We’ve all heard business leaders say that people are their organization’s most important asset, but too often the reality doesn’t fully align with those feelings.
While the competition to attract key talent was (and remains) fierce before the outbreak of the COVID-19 pandemic, employers were either slow or reluctant to make the kind of big changes needed to really prioritize their jobs. employees.
The office was where the vast majority of work needed to be done, while issues such as mental well-being were only addressed when the impact of burnout on absences and staff turnover arose. made you feel. Indeed, the contract between the employee and the employer was unbalanced – the employers made the decisions and the employees were the beneficiaries.
Fast forward 18 months and a whole new employer-employee social contract seems to have taken hold.
Telecommuting has gone from a limited, if not reluctant, arrangement with strict requirements to the norm. The restrictions and blockages presented no other option but to coexist with children and / or spouses, partners and others also working from home. Meanwhile, in-person meetings and events have also moved online, where active participation, productivity, and home connectivity have become potential barriers to getting things done.
The evolution of the work-life balance of employees has also created a new dynamic in terms of health and well-being.
In the “new normal”, employees have removed what was often a strict line between work and home.
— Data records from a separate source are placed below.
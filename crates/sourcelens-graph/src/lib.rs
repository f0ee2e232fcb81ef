//! Neo4j-backed graph store for sourcelens
//!
//! Implements the core [`GraphStore`] contract over a bolt connection.
//! Batches run inside one transaction; upserts use `MERGE` keyed on the
//! composite id. The in-memory store in `sourcelens-core` remains the
//! reference implementation for tests.

#![warn(missing_docs)]
#![warn(clippy::all)]

mod config;
mod neo4j;

pub use config::GraphConfig;
pub use neo4j::Neo4jGraphStore;
impl<'a> Resolver<'a> {
    /// Create a resolver over a populated index
    pub fn new(project_id: &'a str, index: &'a SymbolIndex) -> Self {
        Self { project_id, index }
    }

    /// Composite id of the placeholder class for `name`
    pub fn placeholder_id(project_id: &str, name: &str) -> CompositeId {
        CompositeId::symbol(project_id, PLACEHOLDER_PATH, name)
    }

    /// Resolve every reference a parsed file emitted.
    ///
    /// The source symbol of each reference is located within the same file by
    /// name and start line; references whose source vanished (e.g. a parse
    /// error truncated the entity set) are dropped.
    pub fn resolve_file(&self, parsed: &ParsedFile) -> ResolvedRefs {
        let mut out = ResolvedRefs::default();
        let src_map = self.source_symbols(parsed);
        let mut seen_placeholders: HashSet<String> = HashSet::new();

        for reference in &parsed.refs {
            let Some((src_kind, src_id)) = src_map.get(&(
                reference.src.name.clone(),
                reference.src.start_line,
            )) else {
                out.stats.dropped += 1;
                continue;
            };
            self.resolve_one(
                parsed,
                reference,
                *src_kind,
                src_id,
                &mut out,
                &mut seen_placeholders,
            );
        }
        out
    }

    /// Map of `(name, start_line)` → `(kind, composite_id)` for a file's symbols
    fn source_symbols(
        &self,
        parsed: &ParsedFile,
    ) -> HashMap<(String, usize), (NodeKind, CompositeId)> {
        let mut map = HashMap::new();
        for class in &parsed.classes {
            map.insert(
                (class.name.clone(), class.start_line),
                (
                    NodeKind::Class,
                    CompositeId::symbol_at(self.project_id, &parsed.path, &class.name, class.start_line),
                ),
            );
        }
        for func in &parsed.functions {
            map.insert(
                (func.name.clone(), func.start_line),
                (
                    NodeKind::Function,
                    CompositeId::symbol_at(self.project_id, &parsed.path, &func.name, func.start_line),
                ),
            );
        }
        map
    }

    fn resolve_one(
        &self,
        parsed: &ParsedFile,
        reference: &SymbolRef,
        _src_kind: NodeKind,
        src_id: &CompositeId,
        out: &mut ResolvedRefs,
        seen_placeholders: &mut HashSet<String>,
    ) {
        match &reference.kind {
            RefKind::Call => {
                if let Some(target) = self.index.find_function(&reference.target_name, &parsed.path)
                {
                    let mut props = Map::new();
                    props.insert("call_site_line".into(), json!(reference.line));
                    props.insert("type".into(), json!("direct"));
                    out.edges.push(EdgeRecord::with_properties(
                        EdgeKind::Calls,
                        src_id.clone(),
                        target.id.clone(),
                        props,
                    ));
                    out.stats.resolved += 1;
                } else {
                    out.stats.dropped += 1;
                }
            }
            RefKind::Inherits => {
                let target_id = self.class_or_placeholder(
                    &reference.target_name,
                    &parsed.path,
                    out,
                    seen_placeholders,
                );
                out.edges
                    .push(EdgeRecord::new(EdgeKind::InheritsFrom, src_id.clone(), target_id));
            }
            RefKind::CreatesObject => {
                let target_id = self.class_or_placeholder(
                    &reference.target_name,
                    &parsed.path,
                    out,
                    seen_placeholders,
                );
                let mut props = Map::new();
                props.insert("creation_line".into(), json!(reference.line));
                out.edges.push(EdgeRecord::with_properties(
                    EdgeKind::CreatesObject,
                    src_id.clone(),
                    target_id,
                    props,
                ));
            }
            RefKind::UsesVariable => {
                if let Some(target) = self.index.find_variable(
                    &parsed.path,
                    &reference.target_name,
                    &reference.src.name,
                ) {
                    let mut props = Map::new();
                    props.insert("usage_line".into(), json!(reference.line));
                    out.edges.push(EdgeRecord::with_properties(
                        EdgeKind::UsesVariable,
                        src_id.clone(),
                        target.id.clone(),
                        props,
                    ));
                    out.stats.resolved += 1;
                } else {
                    out.stats.dropped += 1;
                }
            }
            RefKind::ModifiesVariable { modification_type } => {
                if let Some(target) = self.index.find_variable(
                    &parsed.path,
                    &reference.target_name,
                    &reference.src.name,
                ) {
                    let mut props = Map::new();
                    props.insert("modification_line".into(), json!(reference.line));
                    props.insert("modification_type".into(), json!(modification_type));
                    out.edges.push(EdgeRecord::with_properties(
                        EdgeKind::ModifiesVariable,
                        src_id.clone(),
                        target.id.clone(),
                        props,
                    ));
                    out.stats.resolved += 1;
                } else {
                    out.stats.dropped += 1;
                }
            }
            // Raises/Handles/DecoratedBy target per-file named nodes created by
            // the builder alongside the entities; resolution is direct.
            RefKind::Raises => {
                out.edges.push(EdgeRecord::new(
                    EdgeKind::RaisesException,
                    src_id.clone(),
                    CompositeId::symbol(self.project_id, &parsed.path, &reference.target_name),
                ));
                out.stats.resolved += 1;
            }
            RefKind::Handles => {
                out.edges.push(EdgeRecord::new(
                    EdgeKind::HandlesException,
                    src_id.clone(),
                    CompositeId::symbol(self.project_id, &parsed.path, &reference.target_name),
                ));
                out.stats.resolved += 1;
            }
            RefKind::DecoratedBy => {
                out.edges.push(EdgeRecord::new(
                    EdgeKind::DecoratedBy,
                    src_id.clone(),
                    CompositeId::symbol(self.project_id, &parsed.path, &reference.target_name),
                ));
                out.stats.resolved += 1;
            }
        }
        debug_assert!(matches!(
            reference.hint,
            TargetHint::Function | TargetHint::Class | TargetHint::Variable | TargetHint::Any
        ));
    }

    /// Resolve a class target, creating a placeholder node if exhausted
    fn class_or_placeholder(
        &self,
        name: &str,
        prefer_file: &str,
        out: &mut ResolvedRefs,
        seen_placeholders: &mut HashSet<String>,
    ) -> CompositeId {
        if let Some(entry) = self.index.find_class(name, prefer_file) {
            out.stats.resolved += 1;
            return entry.id.clone();
        }
        let id = Self::placeholder_id(self.project_id, name);
        if seen_placeholders.insert(name.to_string()) {
            let placeholder = ClassNode {
                project_id: self.project_id.to_string(),
                name: name.to_string(),
                file_path: PLACEHOLDER_PATH.to_string(),
                start_line: 0,
                end_line: 0,
                placeholder: true,
            };
            // symbol() form: placeholders are not line-disambiguated
            let mut record = placeholder.to_record();
            record.id = id.clone();
            out.placeholder_nodes.push(record);
            out.stats.placeholders_created += 1;
        }
        id
    }
}
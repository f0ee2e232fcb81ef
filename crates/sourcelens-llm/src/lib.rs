//! LLM invocation layer for sourcelens
//!
//! Context assembly (the variable set the prompt templates require), the
//! provider-agnostic client with strict output validation and a repair pass,
//! and the raw-content fallback that guarantees no model output is dropped.

#![warn(missing_docs)]
#![warn(clippy::all)]

pub mod client;
pub mod context;
pub mod provider;
pub mod schema;
pub mod template;

pub use client::{LlmAnalysisResult, LlmClient, LLM_UNREACHABLE};
pub use context::{ContextBuilder, ContextInput, ContextOutcome, FilePreview, PrContext};
pub use provider::{build_provider, CompletionRequest, LlmProvider, LlmSettings};
pub use schema::{AnalysisOutput, StructuredFinding, FORMAT_INSTRUCTIONS};
pub use template::{AnalysisKind, PromptTemplate, PromptVariables};
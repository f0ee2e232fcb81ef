//! Neo4j graph store implementation
//!
//! Every node carries the shared `Entity` label (with a uniqueness constraint
//! on `composite_id`) plus its kind label. Scalar properties are stored
//! natively so indexes and server-side filters work; the full property map is
//! additionally kept JSON-encoded in `props_json`, which is what reads
//! deserialize. List- and object-valued properties exist only in the JSON
//! form.

use crate::config::GraphConfig;
use async_trait::async_trait;
use neo4rs::{query, ConfigBuilder, Graph, Query};
use serde_json::Value;
use sourcelens_core::error::{Error, Result};
use sourcelens_core::model::{CompositeId, EdgeKind, EdgeRecord, NodeKind, NodeRecord};
use sourcelens_core::store::{GraphStore, WriteBatch};
use std::collections::HashMap;
use tracing::{debug, info};

/// Neo4j-backed [`GraphStore`]
pub struct Neo4jGraphStore {
    graph: Graph,
}

impl Neo4jGraphStore {
    /// Connect and ensure the schema objects exist
    pub async fn connect(config: &GraphConfig) -> Result<Self> {
        let bolt_config = ConfigBuilder::default()
            .uri(&config.uri)
            .user(&config.username)
            .password(&config.password)
            .db(config.database.as_str())
            .build()
            .map_err(|e| Error::graph(format!("invalid bolt config: {e}")))?;
        let graph = Graph::connect(bolt_config)
            .await
            .map_err(|e| Error::graph(format!("bolt connection failed: {e}")))?;
        let store = Self { graph };
        store.ensure_indexes().await?;
        info!(uri = %config.uri, "connected to graph store");
        Ok(store)
    }

    /// Create the uniqueness constraint and the lookup indexes the read side
    /// depends on
    async fn ensure_indexes(&self) -> Result<()> {
        let statements = [
            "CREATE CONSTRAINT entity_composite_id IF NOT EXISTS \
             FOR (n:Entity) REQUIRE n.composite_id IS UNIQUE",
            "CREATE INDEX entity_project IF NOT EXISTS FOR (n:Entity) ON (n.project_id)",
            "CREATE INDEX entity_name IF NOT EXISTS FOR (n:Entity) ON (n.name)",
            "CREATE INDEX file_content_hash IF NOT EXISTS FOR (n:File) ON (n.content_hash)",
            "CREATE INDEX file_updated_at IF NOT EXISTS FOR (n:File) ON (n.updated_at)",
        ];
        for statement in statements {
            self.graph
                .run(query(statement))
                .await
                .map_err(|e| Error::graph(format!("schema setup failed: {e}")))?;
        }
        Ok(())
    }

    fn node_upsert_query(node: &NodeRecord) -> Query {
        // Kind labels come from a closed enum, safe to interpolate
        let mut cypher = format!(
            "MERGE (n:Entity {{composite_id: $id}}) SET n:{}, n.kind = $kind, \
             n.props_json = $props_json",
            node.kind
        );
        let mut q_params: Vec<(String, Value)> = Vec::new();
        for (idx, (key, value)) in node.properties.iter().enumerate() {
            if matches!(value, Value::Array(_) | Value::Object(_) | Value::Null) {
                continue;
            }
            cypher.push_str(&format!(", n.{key} = $p{idx}"));
            q_params.push((format!("p{idx}"), value.clone()));
        }

        let mut q = query(&cypher)
            .param("id", node.id.as_str())
            .param("kind", node.kind.to_string())
            .param(
                "props_json",
                serde_json::to_string(&node.properties).unwrap_or_default(),
            );
        for (name, value) in q_params {
            q = bind_scalar(q, &name, &value);
        }
        q
    }

    fn edge_upsert_query(edge: &EdgeRecord) -> Query {
        let cypher = format!(
            "MATCH (a:Entity {{composite_id: $src}}), (b:Entity {{composite_id: $dst}}) \
             MERGE (a)-[r:{}]->(b) SET r.props_json = $props_json",
            edge.kind
        );
        query(&cypher)
            .param("src", edge.src.as_str())
            .param("dst", edge.dst.as_str())
            .param(
                "props_json",
                serde_json::to_string(&edge.properties).unwrap_or_default(),
            )
    }

    async fn collect_nodes(&self, q: Query) -> Result<Vec<NodeRecord>> {
        let mut stream = self
            .graph
            .execute(q)
            .await
            .map_err(|e| Error::graph(e.to_string()))?;
        let mut out = Vec::new();
        while let Some(row) = stream.next().await.map_err(|e| Error::graph(e.to_string()))? {
            let id: String = row.get("id").map_err(|e| Error::graph(e.to_string()))?;
            let kind: String = row.get("kind").map_err(|e| Error::graph(e.to_string()))?;
            let props_json: String = row
                .get("props_json")
                .map_err(|e| Error::graph(e.to_string()))?;
            out.push(NodeRecord::new(
                parse_kind(&kind)?,
                CompositeId::from(id),
                serde_json::from_str(&props_json)?,
            ));
        }
        Ok(out)
    }

    async fn collect_edges(&self, q: Query) -> Result<Vec<EdgeRecord>> {
        let mut stream = self
            .graph
            .execute(q)
            .await
            .map_err(|e| Error::graph(e.to_string()))?;
        let mut out = Vec::new();
        while let Some(row) = stream.next().await.map_err(|e| Error::graph(e.to_string()))? {
            let kind: String = row.get("kind").map_err(|e| Error::graph(e.to_string()))?;
            let src: String = row.get("src").map_err(|e| Error::graph(e.to_string()))?;
            let dst: String = row.get("dst").map_err(|e| Error::graph(e.to_string()))?;
            let props_json: String = row
                .get("props_json")
                .map_err(|e| Error::graph(e.to_string()))?;
            out.push(EdgeRecord::with_properties(
                parse_edge_kind(&kind)?,
                CompositeId::from(src),
                CompositeId::from(dst),
                serde_json::from_str(&props_json).unwrap_or_default(),
            ));
        }
        Ok(out)
    }
}
impl FunctionNode {
    /// Composite id of this function node
    pub fn composite_id(&self) -> CompositeId {
        CompositeId::symbol_at(&self.project_id, &self.file_path, &self.name, self.start_line)
    }

    /// Convert to a store record
    pub fn to_record(&self) -> NodeRecord {
        let mut props = Map::new();
        props.insert("project_id".into(), json!(self.project_id));
        props.insert("name".into(), json!(self.name));
        props.insert("signature".into(), json!(self.signature));
        props.insert("parameters_str".into(), json!(self.parameters_str));
        props.insert("file_path".into(), json!(self.file_path));
        props.insert("start_line".into(), json!(self.start_line));
        props.insert("end_line".into(), json!(self.end_line));
        props.insert("is_method".into(), json!(self.is_method));
        if let Some(class_name) = &self.class_name {
            props.insert("class_name".into(), json!(class_name));
        }
        NodeRecord::new(NodeKind::Function, self.composite_id(), props)
    }
}

/// Variable node properties
#[derive(Debug, Clone, Serialize, Deserialize)]
pub struct VariableNode {
    /// Owning project graph id
    pub project_id: String,
    /// Variable name, qualified by its owner (`owner.name`)
    pub qualified_name: String,
    /// Bare variable name
    pub name: String,
    /// Defining file path
    pub file_path: String,
    /// Declaration line
    pub line: usize,
    /// Scope classification
    pub scope: ScopeType,
}

impl VariableNode {
    /// Composite id of this variable node
    pub fn composite_id(&self) -> CompositeId {
        CompositeId::symbol_at(
            &self.project_id,
            &self.file_path,
            &self.qualified_name,
            self.line,
        )
    }

    /// Convert to a store record
    pub fn to_record(&self) -> NodeRecord {
        let mut props = Map::new();
        props.insert("project_id".into(), json!(self.project_id));
        props.insert("name".into(), json!(self.name));
        props.insert("qualified_name".into(), json!(self.qualified_name));
        props.insert("file_path".into(), json!(self.file_path));
        props.insert("line".into(), json!(self.line));
        props.insert("scope_type".into(), json!(self.scope.to_string()));
        NodeRecord::new(NodeKind::Variable, self.composite_id(), props)
    }
}

/// Dotted module name derived from a file path
#[derive(Debug, Clone, PartialEq, Eq, Serialize, Deserialize)]
#[serde(transparent)]
pub struct ModuleName(String);

impl ModuleName {
    /// Derive a dotted module name from a repository-relative path.
    ///
    /// `pkg/sub/mod.py` → `pkg.sub.mod`; `pkg/__init__.py` → `pkg`.
    pub fn from_path(path: &str) -> Self {
        let stem = path.rsplit_once('.').map(|(s, _)| s).unwrap_or(path);
        let dotted = stem.replace('/', ".");
        let dotted = dotted
            .strip_suffix(".__init__")
            .map(str::to_string)
            .unwrap_or(dotted);
        Self(dotted)
    }

    /// The dotted name
    pub fn as_str(&self) -> &str {
        &self.0
    }
}

/// Named auxiliary node (Decorator or ExceptionType) scoped to a file
#[derive(Debug, Clone, Serialize, Deserialize)]
pub struct NamedNode {
    /// Node kind (Decorator or ExceptionType)
    pub kind: NodeKind,
    /// Owning project graph id
    pub project_id: String,
    /// Symbol name
    pub name: String,
    /// File where the symbol is referenced
    pub file_path: String,
}

impl NamedNode {
    /// Composite id of this node
    pub fn composite_id(&self) -> CompositeId {
        CompositeId::symbol(&self.project_id, &self.file_path, &self.name)
    }

    /// Convert to a store record
    pub fn to_record(&self) -> NodeRecord {
        let mut props = Map::new();
        props.insert("project_id".into(), json!(self.project_id));
        props.insert("name".into(), json!(self.name));
        props.insert("file_path".into(), json!(self.file_path));
        NodeRecord::new(self.kind, self.composite_id(), props)
    }
}
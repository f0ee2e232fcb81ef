//! sourcelens worker binary
//!
//! Starts a pool of analysis workers over the configured queue and graph
//! store. Producers enqueue jobs from outside; this process only consumes.

use anyhow::Result;
use clap::Parser;
use sourcelens_core::cancel::CancelToken;
use sourcelens_core::parser::LanguageRegistry;
use sourcelens_core::store::{GraphStore, MemoryGraphStore};
use sourcelens_graph::{GraphConfig, Neo4jGraphStore};
use sourcelens_llm::LlmSettings;
use sourcelens_worker::{
    AnalysisWorker, InMemoryFindingStore, InMemoryJobQueue, InMemoryRequestStore, WorkerConfig,
};
use std::sync::Arc;
use tracing::{info, level_filters::LevelFilter};
use tracing_subscriber::{fmt, prelude::*, EnvFilter};

/// Graph backend selection
#[derive(Debug, Clone, Copy, PartialEq, Eq, clap::ValueEnum)]
enum GraphBackend {
    /// In-process store (single-node deployments, testing)
    Memory,
    /// Neo4j over bolt, configured by NEO4J_* environment variables
    Neo4j,
}

/// sourcelens - code knowledge graph analysis worker
#[derive(Parser, Debug)]
#[command(name = "sourcelens-worker", version, about)]
struct Cli {
    /// Number of worker tasks (overrides MAX_ANALYSIS_WORKERS)
    #[arg(long)]
    workers: Option<usize>,

    /// Graph store backend
    #[arg(long, value_enum, default_value = "neo4j")]
    graph: GraphBackend,

    /// Log level (trace, debug, info, warn, error)
    #[arg(short, long, default_value = "info")]
    log_level: String,
}

#[tokio::main]
async fn main() -> Result<()> {
    let cli = Cli::parse();
    init_logging(&cli.log_level);

    let mut config = WorkerConfig::from_env();
    if let Some(workers) = cli.workers {
        config.max_workers = workers;
    }
    info!(workers = config.max_workers, backend = ?cli.graph, "starting sourcelens");

    let graph: Arc<dyn GraphStore> = match cli.graph {
        GraphBackend::Memory => Arc::new(MemoryGraphStore::new()),
        GraphBackend::Neo4j => {
            let graph_config = GraphConfig::from_env()?;
            Arc::new(Neo4jGraphStore::connect(&graph_config).await?)
        }
    };

    let registry = Arc::new(LanguageRegistry::new());
    registry.register(sourcelens_lang_python::create_parser());
    for parser in sourcelens_lang_js::create_parsers() {
        registry.register(parser);
    }

    let queue = build_queue()?;
    let requests: Arc<dyn sourcelens_worker::RequestStore> = Arc::new(InMemoryRequestStore::new());
    let findings: Arc<dyn sourcelens_worker::FindingStore> = Arc::new(InMemoryFindingStore::new());
    let settings = LlmSettings::from_env();

    let cancel = CancelToken::new();
    // Each worker holds at most one job, so the pool size is also the
    // concurrent-analysis ceiling
    let pool_size = config.max_workers.min(config.max_concurrent_analyses);
    let mut handles = Vec::with_capacity(pool_size);
    for _ in 0..pool_size {
        let worker = AnalysisWorker::new(
            Arc::clone(&queue),
            Arc::clone(&requests),
            Arc::clone(&findings),
            Arc::clone(&graph),
            Arc::clone(&registry),
            settings.clone(),
            config.clone(),
        );
        let token = cancel.clone();
        handles.push(tokio::spawn(async move { worker.run(token).await }));
    }

    tokio::signal::ctrl_c().await?;
    info!("shutdown requested, draining workers");
    cancel.cancel();
    for handle in handles {
        let _ = handle.await;
    }
    Ok(())
}

/// Kafka when compiled in and configured, in-memory otherwise
fn build_queue() -> Result<Arc<dyn sourcelens_worker::JobQueue>> {
    #[cfg(feature = "kafka")]
    if std::env::var("KAFKA_BROKERS").is_ok() {
        let kafka_config = sourcelens_worker::KafkaQueueConfig::from_env()?;
        info!(brokers = %kafka_config.brokers, topic = %kafka_config.topic, "using kafka queue");
        return Ok(Arc::new(sourcelens_worker::KafkaJobQueue::connect(
            &kafka_config,
        )?));
    }
    info!("using in-memory queue");
    Ok(Arc::new(InMemoryJobQueue::default()))
}

fn init_logging(log_level: &str) {
    let level = match log_level.to_lowercase().as_str() {
        "trace" => LevelFilter::TRACE,
        "debug" => LevelFilter::DEBUG,
        "info" => LevelFilter::INFO,
        "warn" => LevelFilter::WARN,
        "error" => LevelFilter::ERROR,
        _ => LevelFilter::INFO,
    };

    tracing_subscriber::registry()
        .with(fmt::layer().with_writer(std::io::stderr))
        .with(
            EnvFilter::builder()
                .with_default_directive(level.into())
                .from_env_lossy(),
        )
        .init();
}
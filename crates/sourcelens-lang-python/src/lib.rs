//! Python language support for sourcelens

mod ast_mapper;
mod parser;
mod queries;

pub use parser::PythonParser;

use std::sync::Arc;

/// Create a parser instance ready for registry registration
pub fn create_parser() -> Arc<dyn sourcelens_core::LanguageParser> {
    Arc::new(PythonParser::new())
}
pub mod leaderboard;
pub mod net;

pub use leaderboard::*;
pub use net::*;
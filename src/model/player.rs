use serde::{Deserialize, Serialize};

#[derive(Serialize, Deserialize, Clone, Debug, PartialEq)]
#[serde(rename_all = "camelCase")]
pub struct Player {
    pub id: String,
    pub name: String,
    /// USGA handicap index. Negative for plus handicappers.
    #[serde(default)]
    pub handicap_index: f64,
    #[serde(default, skip_serializing_if = "Option::is_none")]
    pub email: Option<String>,
    #[serde(default, skip_serializing_if = "Option::is_none")]
    pub avatar: Option<String>,
    #[serde(default, skip_serializing_if = "Option::is_none")]
    pub total_games_played: Option<u32>,
    #[serde(default, skip_serializing_if = "Option::is_none")]
    pub total_winnings: Option<f64>,
    #[serde(default, skip_serializing_if = "Option::is_none")]
    pub favorite_game: Option<String>,
}

impl Player {
    #[must_use]
    pub fn new(id: impl Into<String>, name: impl Into<String>, handicap_index: f64) -> Self {
        Self {
            id: id.into(),
            name: name.into(),
            handicap_index,
            email: None,
            avatar: None,
            total_games_played: None,
            total_winnings: None,
            favorite_game: None,
        }
    }
}

#[derive(Serialize, Deserialize, Clone, Debug, PartialEq)]
#[serde(rename_all = "camelCase")]
pub struct Team {
    pub id: String,
    pub name: String,
    #[serde(default)]
    pub players: Vec<Player>,
    /// Share of the combined handicap index that applies, 0..=100. Absent means 100.
    #[serde(default, skip_serializing_if = "Option::is_none")]
    pub percent_of_handicap: Option<f64>,
}

impl Team {
    #[must_use]
    pub fn new(id: impl Into<String>, name: impl Into<String>, players: Vec<Player>) -> Self {
        Self {
            id: id.into(),
            name: name.into(),
            players,
            percent_of_handicap: None,
        }
    }

    #[must_use]
    pub fn with_percent(mut self, percent: f64) -> Self {
        self.percent_of_handicap = Some(percent);
        self
    }
}
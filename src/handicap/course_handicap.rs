use std::collections::BTreeMap;

use super::allocation::allocate_strokes;
use crate::error::{EngineError, Result};
use crate::model::{HandicapCalculation, NEUTRAL_SLOPE, Player, Tee};

fn check_finite(label: &str, value: f64) -> Result<()> {
    if value.is_finite() {
        Ok(())
    } else {
        Err(EngineError::invalid(format!("{label} must be finite, got {value}")))
    }
}

/// USGA course handicap:
/// `round(index * slope / 113 + (course_rating - par_total))`.
///
/// Rounds half away from zero, so 24.5 becomes 25 and -0.5 becomes -1.
/// Plus handicappers can come out negative; allocation treats that as zero strokes.
///
/// # Errors
/// Returns `InvalidInput` for a non-finite index or rating, or a slope that is not positive.
pub fn course_handicap(handicap_index: f64, tee: &Tee) -> Result<i32> {
    check_finite("handicap index", handicap_index)?;
    check_finite("course rating", tee.course_rating)?;
    check_finite("slope rating", tee.slope_rating)?;
    if tee.slope_rating <= 0.0 {
        return Err(EngineError::invalid(format!(
            "slope rating must be positive, got {}",
            tee.slope_rating
        )));
    }

    let raw = handicap_index * (tee.slope_rating / NEUTRAL_SLOPE)
        + (tee.course_rating - f64::from(tee.par_total));
    let rounded = raw.round();
    if rounded < f64::from(i32::MIN) || rounded > f64::from(i32::MAX) {
        return Err(EngineError::invalid(format!(
            "course handicap {raw} is out of range"
        )));
    }
    #[allow(clippy::cast_possible_truncation)]
    Ok(rounded as i32)
}

/// Stroke-play allocation for one player on a tee.
///
/// # Errors
/// Returns `InvalidInput` on bad ratings or a tee without holes.
pub fn adjusted_strokes(player: &Player, tee: &Tee) -> Result<Vec<u32>> {
    let ch = course_handicap(player.handicap_index, tee)?;
    allocate_strokes(ch, &tee.holes)
}

/// Course handicap, playing handicap and per-hole strokes for one player.
///
/// `allowance_percent` scales the course handicap into the playing handicap
/// (100 for full handicap); strokes are allocated from the playing handicap.
///
/// # Errors
/// Returns `InvalidInput` on bad ratings, an allowance outside 0..=100, or a tee without holes.
pub fn handicap_calculation(
    player: &Player,
    tee: &Tee,
    allowance_percent: f64,
) -> Result<HandicapCalculation> {
    check_finite("handicap allowance", allowance_percent)?;
    if !(0.0..=100.0).contains(&allowance_percent) {
        return Err(EngineError::invalid(format!(
            "handicap allowance must be within 0..=100, got {allowance_percent}"
        )));
    }

    let course = course_handicap(player.handicap_index, tee)?;
    #[allow(clippy::cast_possible_truncation)]
    let playing = (f64::from(course) * allowance_percent / 100.0).round() as i32;
    let strokes = allocate_strokes(playing, &tee.holes)?;

    let strokes_per_hole: BTreeMap<u32, u32> = strokes
        .into_iter()
        .enumerate()
        .map(|(i, s)| (tee.hole_number_at(i), s))
        .collect();

    tracing::debug!(
        player = %player.id,
        course_handicap = course,
        playing_handicap = playing,
        "computed handicap"
    );
    Ok(HandicapCalculation {
        handicap_index: player.handicap_index,
        course_handicap: course,
        playing_handicap: playing,
        strokes_per_hole,
    })
}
Running errands, doing household chores, and taking a break to exercise during and around doing work tasks – a new sense of productivity and accomplishment has been created.
However, the burnout resulting from this act of domestic juggling has become a problem. Indeed, what we found is that many employees are wondering if they want to continue doing the work they are doing. And more specifically, if they want to do it with their running employers. Without surprise, many chose not to continue in 2021.
Respond to the new social contract
How organizations can respond to these changing dynamics and thereby maintain a happy and loyal workforce is at the heart of our recently launched HR Trends 2022 report.
The pandemic has highlighted how important employees are to business continuity. Decisions can no longer be made without considering the voice and needs of employees. In 2022, the new employer-employee contract is one where what employees want matters more than ever – and leaders must listen to them if they are to be successful.
We can call this the “big rethink,” a process by which organizations develop plans alongside their employees and make them valued stakeholders.
This is essential for several reasons in addition to the new dynamic already described. For example, employees on leave often felt abandoned and in limbo about their financial future, while others may have made the decision to relocate believing telecommuting would become permanent, only to discover their desire. employer to return to the office.
As part of the big overhaul, business leaders just need to be aware of these circumstances.
One way is to leverage people analytics, employee experience software, and other HR technologies to help balance business results with employee needs. The data, combined with opinion polls, can reveal unique differences in employee perspectives and inform the development of a work environment that values people, fosters confidence, and delivers a healthy outcome.
How has employee satisfaction with the overall employee experience evolved during the pandemic? How does employee satisfaction vary between employees working from home and those in the workplace? What are the first indicators that employees can consider about a job change? What impact do remote supervisors / managers have on employee engagement? What productivity changes have occurred since the pandemic and how do they vary by workplace?
All of these questions can and should be answered with data to help organizations prepare their people management strategies for the next year.
Top tips for managing people in 2022
Indeed, there are several other human resource management measures that employers can take in 2022 to maintain employee engagement and align with the strategic goals of the company:
1. Be explicit and proactive with your post-pandemic workplace strategy
Almost 70% of organizations have either communicated their post-pandemic work vision vaguely or not at all, research from McKinsey shows. Uncertainty can cripple employer-employee relationships and create excessive anxiety that leads to burnout.
2. Keep employee well-being and mental health at the forefront.
While no two employee experiences are the same, there is no doubt that the pandemic period has put the spotlight on the well-being of workers, be it their physical health and / or mental. With the increase in reported cases of wellness issues, now is the time for organizations to take a data-driven surveillance approach – this will help in the early detection of issues and provide important points of comparison between organizations. teams and departments of a company.
3. Consider different approaches for different employee demographics.
There are many variables that will determine one employee’s preferences over another, from how they live at home to whether they are full-time or part-time. Likewise, those with fewer years of service may be more concerned about their job security than their more experienced colleagues. Organizations need to incorporate these distinctions into how they manage the new employer-employee social contract.
Despite the stress and tensions caused by the pandemic, the past 18 months have, in many ways, revealed a stream of benefits that organizations can incorporate into their future work dynamics.
By giving employees a stakeholder seat at the decision-making table, many companies will begin to benefit from a new social contract that underpins a happy, healthy and motivated workforce.